Their story has social and moral components, too: Frank and Jamie McCourt are embodiments of the boom-and-bust ethos of the past decade, a miraculous period when a pair of relative unknowns could borrow and bluster their way into a lifestyle that includes mansions, private planes, and one of the premier trophy properties in the history of sports. Now, as it all threatens to unravel along with their 40-year relationship, the McCourts have embarked on one last luxury binge, hiring some of the priciest lawyers in the business, including, on Jamie’s team, David Boies, who just successfully fought to have California’s same-sex marriage ban overturned, and Bert Fields, who has represented the Beatles and Tom Cruise, among others. In Frank’s corner is Stephen Susman, a Houston-based litigator described by the American Bar Association Journal as “a voracious animal” who “scares people on his own side.”

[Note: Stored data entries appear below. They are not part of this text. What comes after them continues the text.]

// Copyright (c) 2024-2025 DeepGraph Inc.
// SPDX-License-Identifier: Apache-2.0
//
//! Page identities
//!
//! A [`PageIdentity`] names a wiki page by namespace and title, optionally
//! qualified by an interwiki prefix (the page lives on another wiki) or a
//! subobject fragment (a container record attached to the page).

use super::error::{TypeError, TypeResult};
use once_cell::sync::Lazy;
use regex::Regex;
use serde::{Deserialize, Serialize};
use std::fmt;

static TITLE_SEPARATORS: Lazy<Regex> =
    Lazy::new(|| Regex::new(r"[\s_]+").expect("title separator pattern is valid"));

/// Wiki namespace number
#[derive(Debug, Clone, Copy, PartialEq, Eq, Hash, PartialOrd, Ord, Serialize, Deserialize)]
pub struct Namespace(pub i32);

impl Namespace {
    pub const MAIN: Namespace = Namespace(0);
    pub const TALK: Namespace = Namespace(1);
    pub const USER: Namespace = Namespace(2);
    pub const PROJECT: Namespace = Namespace(4);
    pub const FILE: Namespace = Namespace(6);
    pub const TEMPLATE: Namespace = Namespace(10);
    pub const HELP: Namespace = Namespace(12);
    pub const CATEGORY: Namespace = Namespace(14);

    const CANONICAL: [(Namespace, &'static str); 7] = [
        (Namespace::TALK, "Talk"),
        (Namespace::USER, "User"),
        (Namespace::PROJECT, "Project"),
        (Namespace::FILE, "File"),
        (Namespace::TEMPLATE, "Template"),
        (Namespace::HELP, "Help"),
        (Namespace::CATEGORY, "Category"),
    ];

    /// Canonical prefix for this namespace, `None` for main and unknown namespaces
    pub fn canonical_name(&self) -> Option<&'static str> {
        Self::CANONICAL
            .iter()
            .find(|(ns, _)| ns == self)
            .map(|(_, name)| *name)
    }

    fn from_canonical_name(name: &str) -> Option<Namespace> {
        Self::CANONICAL
            .iter()
            .find(|(_, candidate)| candidate.eq_ignore_ascii_case(name))
            .map(|(ns, _)| *ns)
    }
}

impl Default for Namespace {
    fn default() -> Self {
        Namespace::MAIN
    }
}

/// Value-equality handle to a wiki page or one of its subobjects
#[derive(Debug, Clone, PartialEq, Eq, Hash, PartialOrd, Ord, Serialize, Deserialize)]
pub struct PageIdentity {
    namespace: Namespace,
    /// Title in db-key form (underscores, first letter upper-cased)
    title: String,
    interwiki: Option<String>,
    subobject: Option<String>,
}

impl PageIdentity {
    /// Create a page identity, normalizing the title to db-key form
    pub fn new(title: &str, namespace: Namespace) -> TypeResult<Self> {
        Ok(Self {
            namespace,
            title: normalize_title(title)?,
            interwiki: None,
            subobject: None,
        })
    }

    /// Page in the main namespace
    pub fn main(title: &str) -> TypeResult<Self> {
        Self::new(title, Namespace::MAIN)
    }

    /// Parse a prefixed title such as `Help:Contents`
    ///
    /// Only canonical namespace names are recognized; any other prefix stays
    /// part of a main namespace title.
    pub fn parse(text: &str) -> TypeResult<Self> {
        if let Some((prefix, rest)) = text.split_once(':') {
            if let Some(namespace) = Namespace::from_canonical_name(prefix.trim()) {
                return Self::new(rest, namespace);
            }
        }
        Self::main(text)
    }

    pub fn with_interwiki(mut self, prefix: &str) -> TypeResult<Self> {
        let prefix = prefix.trim().to_lowercase();
        if prefix.is_empty() {
            return Err(TypeError::InvalidPage(format!(
                "empty interwiki prefix for '{}'",
                self.title
            )));
        }
        self.interwiki = Some(prefix);
        Ok(self)
    }

    pub fn with_subobject(mut self, name: &str) -> TypeResult<Self> {
        let name = name.trim();
        if name.is_empty() {
            return Err(TypeError::InvalidPage(format!(
                "empty subobject name for '{}'",
                self.title
            )));
        }
        self.subobject = Some(name.to_string());
        Ok(self)
    }

    /// The owning page, with any subobject fragment removed
    pub fn page(&self) -> PageIdentity {
        Self {
            subobject: None,
            ..self.clone()
        }
    }

    pub fn namespace(&self) -> Namespace {
        self.namespace
    }

    pub fn db_key(&self) -> &str {
        &self.title
    }

    pub fn interwiki(&self) -> Option<&str> {
        self.interwiki.as_deref()
    }

    pub fn subobject(&self) -> Option<&str> {
        self.subobject.as_deref()
    }

    pub fn is_subobject(&self) -> bool {
        self.subobject.is_some()
    }

    pub fn is_interwiki(&self) -> bool {
        self.interwiki.is_some()
    }

    /// Title with spaces instead of underscores, without any prefix
    pub fn text(&self) -> String {
        self.title.replace('_', " ")
    }

    /// Title as written in wiki text: interwiki and namespace prefixes included
    pub fn prefixed_text(&self) -> String {
        let mut out = String::new();
        if let Some(interwiki) = &self.interwiki {
            out.push_str(interwiki);
            out.push(':');
        }
        if let Some(name) = self.namespace.canonical_name() {
            out.push_str(name);
            out.push(':');
        }
        out.push_str(&self.text());
        out
    }
}

impl fmt::Display for PageIdentity {
    fn fmt(&self, f: &mut fmt::Formatter<'_>) -> fmt::Result {
        write!(f, "{}", self.prefixed_text())?;
        if let Some(subobject) = &self.subobject {
            write!(f, "#{}", subobject)?;
        }
        Ok(())
    }
}

fn normalize_title(title: &str) -> TypeResult<String> {
    let collapsed = TITLE_SEPARATORS.replace_all(title.trim(), "_");
    let collapsed = collapsed.trim_matches('_');

    let mut chars = collapsed.chars();
    match chars.next() {
        None => Err(TypeError::EmptyTitle),
        Some(first) => Ok(first.to_uppercase().chain(chars).collect()),
    }
}

#[cfg(test)]
mod tests {
    use super::*;

    #[test]
    fn test_title_normalization() {
        let page = PageIdentity::main("  foo   bar__baz ").unwrap();
        assert_eq!(page.db_key(), "Foo_bar_baz");
        assert_eq!(page.text(), "Foo bar baz");
        assert_eq!(page, PageIdentity::main("Foo_bar baz").unwrap());
    }

    #[test]
    fn test_empty_title_rejected() {
        assert_eq!(PageIdentity::main("   "), Err(TypeError::EmptyTitle));
        assert_eq!(PageIdentity::main("__"), Err(TypeError::EmptyTitle));
    }

    #[test]
    fn test_parse_namespace_prefix() {
        let help = PageIdentity::parse("help:Getting started").unwrap();
        assert_eq!(help.namespace(), Namespace::HELP);
        assert_eq!(help.prefixed_text(), "Help:Getting started");

        // Unknown prefixes stay in the title
        let odd = PageIdentity::parse("Star Wars: Episode IV").unwrap();
        assert_eq!(odd.namespace(), Namespace::MAIN);
        assert_eq!(odd.text(), "Star Wars: Episode IV");
    }

    #[test]
    fn test_subobject_owning_page() {
        let page = PageIdentity::main("Foo").unwrap();
        let container = page.clone().with_subobject("ill.en").unwrap();

        assert!(container.is_subobject());
        assert_ne!(container, page);
        assert_eq!(container.page(), page);
        assert_eq!(container.to_string(), "Foo#ill.en");
    }

    #[test]
    fn test_interwiki_prefixed_text() {
        let page = PageIdentity::main("Foo").unwrap().with_interwiki("JA").unwrap();
        assert_eq!(page.interwiki(), Some("ja"));
        assert_eq!(page.prefixed_text(), "ja:Foo");
        assert_ne!(page, PageIdentity::main("Foo").unwrap());
    }
}
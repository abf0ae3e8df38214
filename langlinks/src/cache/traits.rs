// Copyright (c) 2024-2025 DeepGraph Inc.
// SPDX-License-Identifier: Apache-2.0
//
//! Target-link cache trait
//!
//! Backends are pluggable (in-process, on-disk, ...). Every implementation
//! must make a delete visible to the next read on the same instance and must
//! treat deleting an absent key as a no-op.

use super::stats::CacheStats;
use crate::types::{LanguageCode, LinkDescriptor, PageIdentity, TargetLinkMap};
use std::sync::Arc;

pub trait TargetLinksCache: Send + Sync {
    /// Cached target-link map for the descriptor's target
    ///
    /// The store query behind a map does not depend on the descriptor's
    /// language, so every descriptor naming the same target shares one entry.
    fn get_language_target_links_from_cache(
        &self,
        descriptor: &LinkDescriptor,
    ) -> Option<TargetLinkMap>;

    fn get_page_language_from_cache(&self, target: &PageIdentity) -> Option<LanguageCode>;

    fn save_language_target_links_to_cache(
        &self,
        descriptor: &LinkDescriptor,
        links: &TargetLinkMap,
    );

    fn save_page_language_to_cache(&self, target: &PageIdentity, language: &LanguageCode);

    /// Drop the target-link maps recorded for each of `targets`
    fn delete_language_target_links_from_cache(&self, targets: &[PageIdentity]);

    fn delete_page_language_for_target_from_cache(&self, target: &PageIdentity);

    /// Drop every entry
    fn clear(&self) {}

    fn stats(&self) -> CacheStats {
        CacheStats::default()
    }
}

impl<C: TargetLinksCache + ?Sized> TargetLinksCache for Arc<C> {
    fn get_language_target_links_from_cache(
        &self,
        descriptor: &LinkDescriptor,
    ) -> Option<TargetLinkMap> {
        (**self).get_language_target_links_from_cache(descriptor)
    }

    fn get_page_language_from_cache(&self, target: &PageIdentity) -> Option<LanguageCode> {
        (**self).get_page_language_from_cache(target)
    }

    fn save_language_target_links_to_cache(
        &self,
        descriptor: &LinkDescriptor,
        links: &TargetLinkMap,
    ) {
        (**self).save_language_target_links_to_cache(descriptor, links)
    }

    fn save_page_language_to_cache(&self, target: &PageIdentity, language: &LanguageCode) {
        (**self).save_page_language_to_cache(target, language)
    }

    fn delete_language_target_links_from_cache(&self, targets: &[PageIdentity]) {
        (**self).delete_language_target_links_from_cache(targets)
    }

    fn delete_page_language_for_target_from_cache(&self, target: &PageIdentity) {
        (**self).delete_page_language_for_target_from_cache(target)
    }

    fn clear(&self) {
        (**self).clear()
    }

    fn stats(&self) -> CacheStats {
        (**self).stats()
    }
}
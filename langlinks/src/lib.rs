// Copyright (c) 2024-2025 DeepGraph Inc.
// SPDX-License-Identifier: Apache-2.0
//
//! langlinks - Cached interlanguage link resolution for semantic wikis
//!
//! A page declares itself the `<lang>` version of a target page; those
//! declarations are stored as semantic facts and read back to answer
//! "what language is this page" and "which pages translate this target".
//!
//! # Features
//!
//! - **Lookup**: two-hop language resolution and per-target link maps
//! - **Caching**: read-through cache with explicit invalidation on save
//! - **Backends**: sharded in-memory cache, sled-backed shared cache
//! - **Annotation**: writes link containers into a page's semantic data
//! - **Reference store**: in-memory semantic store with a small query grammar
//!
//! # Usage
//!
//! ```ignore
//! use langlinks::{InMemoryTargetLinksCache, InterlanguageLinksLookup, MemoryStore};
//!
//! let lookup = InterlanguageLinksLookup::new(
//!     Arc::new(MemoryStore::new()),
//!     Arc::new(InMemoryTargetLinksCache::default()),
//! );
//! let language = lookup.page_language_for_target(&PageIdentity::main("Foo")?)?;
//! ```

pub mod annotator;
pub mod cache;
pub mod lookup;
pub mod store;
pub mod types;

pub use annotator::{LanguageLinkAnnotator, PageOutput};
pub use cache::{
    CacheConfig, CacheError, CacheResult, CacheStats, EvictionPolicy, InMemoryTargetLinksCache,
    TargetLinksCache,
};
#[cfg(feature = "sled-backend")]
pub use cache::SledTargetLinksCache;
pub use lookup::InterlanguageLinksLookup;
pub use store::{
    MemoryStore, Query, QueryResult, ResultRow, SemanticData, SemanticStore, StoreError,
    StoreResult, Value,
};
pub use types::{
    LanguageCode, LinkDescriptor, LinkKind, Namespace, PageIdentity, Property, PropertyType,
    TargetLinkMap, TypeError, TypeResult,
};

/// langlinks version
pub const VERSION: &str = env!("CARGO_PKG_VERSION");
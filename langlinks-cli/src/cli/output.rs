// Copyright (c) 2024-2025 DeepGraph Inc.
// SPDX-License-Identifier: Apache-2.0
//
//! Result formatting for CLI output

use colored::*;
use comfy_table::{presets::UTF8_FULL, Cell, Color, Table};
use langlinks::{CacheStats, LinkDescriptor, TargetLinkMap};

use super::commands::OutputFormat;

/// Formatter for lookup results
pub struct LinksFormatter;

impl LinksFormatter {
    pub fn format(
        descriptor: &LinkDescriptor,
        links: &TargetLinkMap,
        format: OutputFormat,
    ) -> String {
        match format {
            OutputFormat::Table => Self::format_table(descriptor, links),
            OutputFormat::Json => Self::format_json(descriptor, links),
        }
    }

    fn format_table(descriptor: &LinkDescriptor, links: &TargetLinkMap) -> String {
        if links.is_empty() {
            return format!(
                "{}\n",
                format!("No language links found for {}", descriptor.target).yellow()
            );
        }

        let mut output = String::new();
        output.push_str(&format!(
            "{} {}\n",
            "Language links for".bold().green(),
            descriptor.target.to_string().bold()
        ));
        output.push_str(&format!("Links found: {}\n\n", links.len()));

        let mut table = Table::new();
        table.load_preset(UTF8_FULL);
        table.set_header(vec![
            Cell::new("Language").fg(Color::Green),
            Cell::new("Page").fg(Color::Green),
        ]);

        for (language, page) in links {
            let language_cell = if *language == descriptor.language {
                Cell::new(language.as_str()).fg(Color::Cyan)
            } else {
                Cell::new(language.as_str())
            };
            table.add_row(vec![language_cell, Cell::new(page.prefixed_text())]);
        }

        output.push_str(&table.to_string());
        output.push('\n');
        output
    }

    fn format_json(descriptor: &LinkDescriptor, links: &TargetLinkMap) -> String {
        let links: serde_json::Map<String, serde_json::Value> = links
            .iter()
            .map(|(language, page)| {
                (
                    language.to_string(),
                    serde_json::Value::String(page.prefixed_text()),
                )
            })
            .collect();

        let json = serde_json::json!({
            "target": descriptor.target.prefixed_text(),
            "language": descriptor.language.as_str(),
            "links": links,
        });

        serde_json::to_string_pretty(&json)
            .unwrap_or_else(|_| "{\"error\": \"Could not serialize links to JSON\"}".to_string())
    }

    /// Cache counters as a two-column table
    pub fn format_stats(stats: &CacheStats) -> String {
        let mut table = Table::new();
        table.load_preset(UTF8_FULL);
        table.set_header(vec![
            Cell::new("Counter").fg(Color::Green),
            Cell::new("Value").fg(Color::Green),
        ]);

        let rows = [
            ("entries", stats.entries.to_string()),
            ("hits", stats.hits.to_string()),
            ("misses", stats.misses.to_string()),
            ("hit rate", format!("{:.1}%", stats.hit_rate() * 100.0)),
            ("insertions", stats.insertions.to_string()),
            ("deletions", stats.deletions.to_string()),
            ("evictions", stats.evictions.to_string()),
            ("expirations", stats.expirations.to_string()),
        ];
        for (name, value) in rows {
            table.add_row(vec![name.to_string(), value]);
        }

        format!("{}\n{}\n", "Cache Statistics".bold().green(), table)
    }
}

#[cfg(test)]
mod tests {
    use super::*;
    use langlinks::{LanguageCode, PageIdentity};

    fn descriptor() -> LinkDescriptor {
        LinkDescriptor::local(
            LanguageCode::new("en").unwrap(),
            PageIdentity::main("Foo").unwrap(),
        )
    }

    #[test]
    fn test_json_output() {
        let links: TargetLinkMap = [(
            LanguageCode::new("de").unwrap(),
            PageIdentity::main("Foo de").unwrap(),
        )]
        .into_iter()
        .collect();

        let json = LinksFormatter::format(&descriptor(), &links, OutputFormat::Json);
        let parsed: serde_json::Value = serde_json::from_str(&json).unwrap();
        assert_eq!(parsed["target"], "Foo");
        assert_eq!(parsed["links"]["de"], "Foo de");
    }

    #[test]
    fn test_empty_table_output() {
        colored::control::set_override(false);
        let text =
            LinksFormatter::format(&descriptor(), &TargetLinkMap::new(), OutputFormat::Table);
        assert_eq!(text, "No language links found for Foo\n");
    }
}
// Copyright (c) 2024-2025 DeepGraph Inc.
// SPDX-License-Identifier: Apache-2.0
//
//! langlinks CLI entry point

use clap::Parser;
use colored::Colorize;

mod cli;
use cli::{Cli, Commands, Session};

fn main() -> Result<(), Box<dyn std::error::Error>> {
    let cli = Cli::parse();

    // -v/--verbose takes precedence over --log-level
    let log_level = if cli.verbose {
        log::LevelFilter::Debug
    } else if let Some(level) = cli.log_level {
        level.to_level_filter()
    } else {
        log::LevelFilter::Warn
    };

    env_logger::Builder::from_default_env()
        .filter_level(log_level)
        .init();

    if let Commands::Version = cli.command {
        println!("{} {}", "langlinks".bold().green(), langlinks::VERSION);
        println!("Cached interlanguage link lookups");
        return Ok(());
    }

    let session = Session::open(cli.fixture, cli.cache_config, cli.cache_dir)?;

    match cli.command {
        Commands::Language { page } => cli::handle_language(&session, &page),
        Commands::References { page } => cli::handle_references(&session, &page),
        Commands::Links {
            target,
            language,
            interwiki,
            format,
        } => cli::handle_links(&session, &target, &language, interwiki, format),
        Commands::Invalidate { page } => cli::handle_invalidate(&session, &page),
        Commands::Stats => cli::handle_stats(&session),
        Commands::Version => Ok(()),
    }
}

As allegations have flown back and forth like spitballs, efforts to settle the case have been unsuccessful, and Los Angeles County Superior Court Judge Scott Gordon has raised the possibility that if the couple can’t reach an agreement, the Dodgers might have to be sold for no other reason than to pay their legal bills. A growing chorus of fans and columnists would like to see that happen. The team—which the McCourts have revitalized, leading the club to the playoffs three of the past four seasons—is now seen as adrift: Its general manager says he’s tired of being asked whether woes on the field are related to ownership turmoil.